Auto contro un treno, figlio di un reggiano muore a 24 anni   

Spaventoso incidente in Canada costa la vita al giovane Stefano Lucchesi: il papà Rodolfo anni fa partì da Reggio Emilia per trasferirsi in Ontario

REGGIO EMILIA. Le cause sono ancora da chiarire. E le informazioni sommarie che arrivano dal Canada non hanno ancora fatto del tutto luce sulle dinamiche dello spaventoso incidente: un urto devastante, costato la vita al 24enne Stefano Lucchesi, la cui auto è finita contro un treno in un incidente mortale avvenuto in Ontario. Una morte che ha gettato in un profondo lutto i tanti parenti italiani della vittima, figlio di un reggiano che si era trasferito Oltreoceano da anni, mantenendo da sempre frequenti con la sua terra d’origine, dove spesso tornava insieme a tutta la famiglia.
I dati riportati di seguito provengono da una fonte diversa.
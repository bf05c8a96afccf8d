//! The suites a run can execute, one remote session each

use super::avatars::{self, AvatarLoad};
use super::checks::{body_text, ensure, expect_body_contains, expect_present, CheckFailure, CheckResult, SuiteRun};
use super::state::CheckDetails;
use crate::catalog::{ScenarioEntry, UseCase};
use crate::detect::{await_greeting, chat_input_candidates, ResponseDetector};
use crate::driver::common::preview;
use crate::driver::{PageDriver, Selector};
use crate::flow::{locators, pick_assistant_name, FlowNavigator, FlowState, NavigationRequest, Overrides};
use crate::verify::{self, MatchPolicy};

/// Avatars each prefix must have
const MIN_AVATARS_PER_PREFIX: usize = 15;
const AVATAR_LOAD_COUNT: u32 = 20;
const AVATAR_DIMENSION_COUNT: u32 = 15;
const AVATAR_LOAD_TIMEOUT_MS: u64 = 5000;

/// Walk the onboarding one checkpoint at a time and assert every screen
pub async fn signup(run: &mut SuiteRun<'_>) {
    let page = run.page;
    let catalog = run.catalog;
    let overrides = Overrides {
        assistant_name: pick_assistant_name(catalog.assistant_names()),
        ..Overrides::default()
    };
    let mut nav = FlowNavigator::new(page, run.config, overrides);

    let idx = run.begin("Landing page shows the email form");
    let result: CheckResult = async {
        nav.open_landing().await?;
        expect_present(page, &Selector::css(locators::EMAIL_INPUT), "Email input").await?;
        expect_present(page, &locators::continue_button(), "Continue button").await?;
        expect_present(page, &Selector::css(locators::TERMS_LINK), "Terms of Service link").await?;
        Ok::<_, CheckFailure>(None)
    }
    .await;
    run.end(idx, result).await;

    let idx = run.begin("Email leads to password creation");
    let result: CheckResult = async {
        nav.advance_to(FlowState::CredentialsEntered).await?;
        expect_present(page, &Selector::css(locators::PASSWORD_INPUT), "Password input").await?;
        expect_body_contains(&body_text(page).await?, &["Create your password"])?;
        expect_present(page, &Selector::button("Back"), "Back button").await?;
        Ok::<_, CheckFailure>(None)
    }
    .await;
    run.end(idx, result).await;

    let idx = run.begin("Password leads to workspace naming");
    let result: CheckResult = async {
        nav.advance_to(FlowState::SecretEntered).await?;
        expect_body_contains(&body_text(page).await?, &["Name your workspace"])?;
        expect_present(page, &Selector::css(locators::TEXT_INPUT), "Workspace input").await?;
        Ok::<_, CheckFailure>(None)
    }
    .await;
    run.end(idx, result).await;

    let idx = run.begin("Workspace leads to role selection");
    let result: CheckResult = async {
        nav.advance_to(FlowState::WorkspaceNamed).await?;
        let body = body_text(page).await?;
        expect_body_contains(&body, &["Tell us about yourself", "What's your role?"])?;
        expect_body_contains(&body, catalog.user_roles())?;
        Ok::<_, CheckFailure>(None)
    }
    .await;
    run.end(idx, result).await;

    let idx = run.begin("Role leads to persona selection");
    let result: CheckResult = async {
        nav.advance_to(FlowState::RoleChosen).await?;
        let body = body_text(page).await?;
        expect_body_contains(&body, &["Choose your AI Employee"])?;
        let active: Vec<&str> = catalog.personas().iter().map(|p| p.name.as_str()).collect();
        expect_body_contains(&body, &active)?;
        expect_body_contains(&body, catalog.coming_soon())?;
        Ok::<_, CheckFailure>(None)
    }
    .await;
    run.end(idx, result).await;

    let idx = run.begin("Persona leads to personalization");
    let result: CheckResult = async {
        nav.advance_to(FlowState::AssistantChosen).await?;
        expect_body_contains(&body_text(page).await?, &["Personalize your AI", "Male", "Female"])?;
        expect_present(page, &Selector::css(locators::AVATAR_IMAGE), "Avatar image").await?;
        nav.advance_to(FlowState::Personalized).await?;
        Ok::<_, CheckFailure>(None)
    }
    .await;
    run.end(idx, result).await;

    let idx = run.begin("Back returns to persona selection");
    let result: CheckResult = async {
        expect_present(page, &locators::back_control(), "Back control").await?;
        nav.back().await?;
        expect_body_contains(&body_text(page).await?, &["Choose your AI Employee"])?;
        Ok::<_, CheckFailure>(None)
    }
    .await;
    run.end(idx, result).await;
}

/// Onboard with one persona and check its replies to every use case
pub async fn persona(run: &mut SuiteRun<'_>, persona: &ScenarioEntry) {
    let page = run.page;
    let config = run.config;

    let idx = run.begin(&format!("Chat opens after choosing {}", persona.name));
    let result: CheckResult = async {
        let request = NavigationRequest::to(FlowState::Conversational).with_overrides(Overrides {
            persona: Some(persona.name.clone()),
            ..Overrides::default()
        });
        let nav = FlowNavigator::run(page, config, request).await?;
        let url = page.current_url().await.unwrap_or_default();
        run.log(format!("URL after onboarding ({}): {}", nav.state(), url));

        let greeting = await_greeting(page, &config.greeting).await;
        run.log(format!("Greeting: {}", preview(greeting.trim(), 300)));

        let input = Selector::AnyOf(chat_input_candidates());
        let found = page.exists(&input).await?;
        page.sleep(config.greeting.settle_ms).await;
        ensure(found, format!("Chat input should exist for {}", persona.name))?;
        Ok::<_, CheckFailure>(None)
    }
    .await;
    run.end(idx, result).await;

    for use_case in &persona.use_cases {
        let idx = run.begin(&use_case.name);
        let result = use_case_check(run, persona, use_case).await;
        run.end(idx, result).await;
    }
}

async fn use_case_check(run: &SuiteRun<'_>, persona: &ScenarioEntry, use_case: &UseCase) -> CheckResult {
    let config = run.config;
    let policy = if run.options.strict {
        MatchPolicy::Strict
    } else {
        use_case.policy
    };

    let reply = ResponseDetector::new(run.page, &config.detector)
        .await_response(&use_case.prompt)
        .await?;

    let text = reply.text.as_str();
    let response_len = text.chars().count();
    run.log(format!("[{}] {}", persona.name, use_case.name));
    run.log(format!("Prompt: {}...", preview(&use_case.prompt, 80)));
    run.log(format!(
        "Response length: {} chars after {} poll(s){}",
        response_len,
        reply.attempts,
        if reply.timed_out { " (timed out)" } else { "" }
    ));
    run.log(format!("Response preview: {}", preview(text, 300)));

    let result = verify::score(text, &use_case.expected_keywords, policy);
    run.log(result.summary());

    let details = CheckDetails {
        matched: result.matched.clone(),
        missed: result.missed.clone(),
        required: result.required,
        policy: policy.to_string(),
        response_len,
        attempts: reply.attempts,
        timed_out: reply.timed_out,
        preview: preview(text, config.preview_chars),
    };

    if response_len <= config.min_response_chars {
        return Err(CheckFailure::new(format!(
            "AI should respond with substantial text (got {} chars)",
            response_len
        ))
        .with_details(details));
    }
    if !result.passed {
        return Err(CheckFailure::new(format!(
            "Should match >= {}/{} keywords ({}). {}. Response: {}",
            result.required,
            use_case.expected_keywords.len(),
            policy,
            result.summary(),
            preview(text, config.preview_chars)
        ))
        .with_details(details));
    }
    Ok(Some(details))
}

/// Coming-soon personas are listed but cannot be picked
pub async fn coming_soon(run: &mut SuiteRun<'_>) {
    let page = run.page;
    let catalog = run.catalog;
    let config = run.config;
    let mut nav = FlowNavigator::new(page, config, Overrides::default());

    let idx = run.begin("Coming soon personas are visible");
    let result: CheckResult = async {
        nav.advance_to(FlowState::RoleChosen).await?;
        expect_body_contains(&body_text(page).await?, catalog.coming_soon())?;
        Ok::<_, CheckFailure>(None)
    }
    .await;
    run.end(idx, result).await;

    let idx = run.begin("Coming soon cards are not selectable");
    let card = Selector::css(locators::COMING_SOON_CARD);
    let count = page.read_all_texts(&card).await.map(|t| t.len()).unwrap_or(0);
    run.log(format!("Found {} Coming Soon cards", count));
    let result: CheckResult = async {
        if count == 0 {
            return Ok(None);
        }
        page.click_nth(&card, 0).await?;
        page.sleep(config.settle.after_pick_ms).await;
        let selected = page
            .evaluate_on(&card, "el => el.classList.contains('selected')")
            .await?
            .and_then(|v| v.as_bool())
            .unwrap_or(false);
        ensure(!selected, "Coming Soon cards should not get selected")?;
        Ok::<_, CheckFailure>(None)
    }
    .await;
    run.end(idx, result).await;
}

/// Avatar images exist, are consistently sized, and render during onboarding
pub async fn avatars(run: &mut SuiteRun<'_>) {
    let page = run.page;
    let config = run.config;
    let prefixes = run.catalog.avatar_prefixes().to_vec();

    let idx = run.begin("Avatar images load");
    let loads = async {
        let mut nav = FlowNavigator::new(page, config, Overrides::default());
        nav.open_landing().await.map_err(CheckFailure::from)?;
        load_avatars(page, &prefixes, AVATAR_LOAD_COUNT).await
    }
    .await;
    let result: CheckResult = match loads {
        Ok(loads) => {
            let summary = avatars::summarize(&prefixes, &loads);
            let loaded = loads.iter().filter(|p| p.ok).count();
            run.log(format!(
                "Checked {} avatars: {} loaded, {} failed",
                loads.len(),
                loaded,
                loads.len() - loaded
            ));
            for s in &summary {
                let range = s
                    .range
                    .map(|(lo, hi)| format!("{}-{}", lo, hi))
                    .unwrap_or_else(|| "none".to_string());
                run.log(format!("{}: {} images (range: {})", s.prefix, s.loaded, range));
            }
            for p in loads.iter().filter(|p| !p.ok) {
                run.log(format!(
                    "Failed: {}{}",
                    p.url,
                    if p.timed_out { " (timeout)" } else { "" }
                ));
            }
            let short: Vec<String> = summary
                .iter()
                .filter(|s| s.loaded < MIN_AVATARS_PER_PREFIX)
                .map(|s| format!("{} ({})", s.prefix, s.loaded))
                .collect();
            ensure(
                short.is_empty(),
                format!(
                    "Each prefix should have at least {} images: {}",
                    MIN_AVATARS_PER_PREFIX,
                    short.join(", ")
                ),
            )
            .map(|_| None)
        }
        Err(e) => Err(e),
    };
    run.end(idx, result).await;

    // Reported only; mixed sizes do not fail the run
    let idx = run.begin("Avatar dimensions per prefix");
    let result: CheckResult = match load_avatars(page, &prefixes, AVATAR_DIMENSION_COUNT).await {
        Ok(loads) => {
            for s in avatars::summarize(&prefixes, &loads) {
                let dims: Vec<&str> = s.dimensions.iter().map(String::as_str).collect();
                let marker = if s.is_consistent() { "" } else { " (inconsistent)" };
                run.log(format!(
                    "{}: {} unique dimension(s): {}{}",
                    s.prefix,
                    dims.len(),
                    dims.join(", "),
                    marker
                ));
            }
            Ok(None)
        }
        Err(e) => Err(e),
    };
    run.end(idx, result).await;

    let idx = run.begin("Personalization avatar renders");
    let result: CheckResult = async {
        // Fresh navigator: starts over from the landing page
        let mut nav = FlowNavigator::new(page, config, Overrides::default());
        nav.advance_to(FlowState::AssistantChosen).await?;

        let img = Selector::css(locators::AVATAR_IMAGE);
        let src = page.attribute(&img, "src").await?;
        ensure(src.is_some(), "Avatar image element should exist on personalization page")?;
        run.log(format!("Personalization page shows: {}", src.unwrap_or_default()));

        let size = page
            .evaluate_on(&img, avatars::NATURAL_SIZE_SCRIPT)
            .await?
            .unwrap_or_default();
        let width = size.get("w").and_then(|v| v.as_u64()).unwrap_or(0);
        let height = size.get("h").and_then(|v| v.as_u64()).unwrap_or(0);
        run.log(format!("Image dimensions: {}x{}", width, height));
        ensure(width > 0, "Avatar image should have loaded (naturalWidth > 0)")?;
        Ok::<_, CheckFailure>(None)
    }
    .await;
    run.end(idx, result).await;
}

async fn load_avatars(
    page: &dyn PageDriver,
    prefixes: &[String],
    count: u32,
) -> Result<Vec<AvatarLoad>, CheckFailure> {
    let value = page
        .evaluate(
            avatars::LOAD_SCRIPT,
            avatars::load_arg(prefixes, count, AVATAR_LOAD_TIMEOUT_MS),
        )
        .await?;
    serde_json::from_value(value)
        .map_err(|e| CheckFailure::new(format!("Unexpected avatar load result: {}", e)))
}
L’incidente è avvenuto intorno alle 16.15 di mercoledì lungo la Tottenham Road a New Tecumseth, una città di Simcoe County, nel sud dell’Ontario. Il giovane, che viveva ad Obleton ed era figlio del reggiano Rodolfo Lucchesi (conosciuto anche come Rudy) era da solo a bordo dell’auto. L’incidente è avvenuto all’altezza di un passaggio a livello. Secondo le prime ricostruzioni, sembra che sul posto fossero accesi solo i lampeggianti ad indicare l’arrivo di un treno.

L’impatto non ha lasciato scampo al ragazzo, morto sul colpo. Sul posto sono intervenute le forze di polizia di Nottawasaga, il servizio di emergenza e il personale ferroviario, che aveva lanciato l’allarme. L’area dell’incidente è stata chiusa al traffico per diverse ore per consentire le indagini. Solo qualche giorno prima, a circa venti chilometri di distanza si era verificato un altro incidente mortale.

La notizia della scomparsa del 24enne Stefano Lucchesi è subito diffusa fra suoi parenti reggiani, che stanno inviando messaggi di cordoglio alla famiglia della vittima attraverso un servizio di onoranze funebri online, cercando di dare parole di conforto alla madre Antonella, al fratello Marco e alla sorella Cristina. Fra i parenti del giovane, anche Valeria Montanari, coordinatrice di Centro Democratico: «L’ho visto crescere – racconta – Un ragazzo così giovane che se ne va di punto in bianco, per motivi che sembrano riconducibili alla mancanza di sbarre e sicurezza nel passaggio a livello. Una tragedia di cui non riusciamo a capacitarci».